→ Aim of the exercise
Retype exactly the lines from the line with "#[cfg(test)]" to the end of the data, keeping both boundary lines.
*** Opening of Material for the task ***
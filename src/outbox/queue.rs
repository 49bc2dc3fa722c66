use std::collections::VecDeque;
use std::sync::Arc;
use tokio::sync::Mutex;
use uuid::Uuid;

use crate::domain::order::{OrderEvent, OrderId};
use super::envelope::EventEnvelope;

// ============================================================================
// Notification Outbox
// ============================================================================
//
// Every confirmed mutation leaves one envelope here. The notifier drains the
// queue on its own schedule, so ordering and retries of customer
// notifications are decoupled from the state machine.
//
// ============================================================================

#[derive(Clone, Default)]
pub struct NotificationOutbox {
    inner: Arc<Mutex<OutboxState>>,
}

#[derive(Default)]
struct OutboxState {
    next_sequence: u64,
    pending: VecDeque<EventEnvelope<OrderEvent>>,
}

impl NotificationOutbox {
    pub fn new() -> Self {
        Self::default()
    }

    /// Record a post-commit event. Returns its sequence number.
    pub async fn record(
        &self,
        order_id: OrderId,
        event: OrderEvent,
        correlation_id: Uuid,
    ) -> u64 {
        let mut state = self.inner.lock().await;
        state.next_sequence += 1;
        let sequence = state.next_sequence;

        let envelope = EventEnvelope::new(
            order_id,
            sequence,
            event.name().to_string(),
            event,
            correlation_id,
        )
        .with_metadata("send_notification", "true");

        tracing::info!(
            order_id = %envelope.order_id,
            event_type = %envelope.event_type,
            sequence = sequence,
            "📬 Notification queued"
        );

        state.pending.push_back(envelope);
        sequence
    }

    pub async fn len(&self) -> usize {
        self.inner.lock().await.pending.len()
    }

    pub async fn is_empty(&self) -> bool {
        self.inner.lock().await.pending.is_empty()
    }

    /// Snapshot without consuming
    pub async fn pending(&self) -> Vec<EventEnvelope<OrderEvent>> {
        self.inner.lock().await.pending.iter().cloned().collect()
    }

    /// Hand every pending envelope to the caller, oldest first
    pub async fn drain(&self) -> Vec<EventEnvelope<OrderEvent>> {
        self.inner.lock().await.pending.drain(..).collect()
    }
}

#[cfg(test)]
mod tests {
    use super::*;
    use crate::domain::order::OrderInvoiced;

    fn invoiced(n: &str) -> OrderEvent {
        OrderEvent::Invoiced(OrderInvoiced { invoice_number: n.to_string() })
    }

    #[tokio::test]
    async fn test_record_assigns_increasing_sequence() {
        let outbox = NotificationOutbox::new();
        let correlation = Uuid::new_v4();

        let first = outbox.record(OrderId::new("o1"), invoiced("A"), correlation).await;
        let second = outbox.record(OrderId::new("o2"), invoiced("B"), correlation).await;

        assert!(second > first);
        assert_eq!(outbox.len().await, 2);
    }

    #[tokio::test]
    async fn test_drain_empties_in_order() {
        let outbox = NotificationOutbox::new();
        outbox.record(OrderId::new("o1"), invoiced("A"), Uuid::new_v4()).await;
        outbox.record(OrderId::new("o2"), invoiced("B"), Uuid::new_v4()).await;

        assert_eq!(outbox.pending().await.len(), 2);

        let drained = outbox.drain().await;
        assert_eq!(drained[0].order_id, OrderId::new("o1"));
        assert_eq!(drained[1].order_id, OrderId::new("o2"));
        assert!(outbox.is_empty().await);
    }
}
*** Close of Material for the task ***
→ Task solution
#[cfg(test)]
mod tests {
    use super::*;
    use crate::domain::order::OrderInvoiced;

    fn invoiced(n: &str) -> OrderEvent {
        OrderEvent::Invoiced(OrderInvoiced { invoice_number: n.to_string() })
    }

    #[tokio::test]
    async fn test_record_assigns_increasing_sequence() {
        let outbox = NotificationOutbox::new();
        let correlation = Uuid::new_v4();

        let first = outbox.record(OrderId::new("o1"), invoiced("A"), correlation).await;
        let second = outbox.record(OrderId::new("o2"), invoiced("B"), correlation).await;

        assert!(second > first);
        assert_eq!(outbox.len().await, 2);
    }

    #[tokio::test]
    async fn test_drain_empties_in_order() {
        let outbox = NotificationOutbox::new();
        outbox.record(OrderId::new("o1"), invoiced("A"), Uuid::new_v4()).await;
        outbox.record(OrderId::new("o2"), invoiced("B"), Uuid::new_v4()).await;

        assert_eq!(outbox.pending().await.len(), 2);

        let drained = outbox.drain().await;
        assert_eq!(drained[0].order_id, OrderId::new("o1"));
        assert_eq!(drained[1].order_id, OrderId::new("o2"));
        assert!(outbox.is_empty().await);
    }
}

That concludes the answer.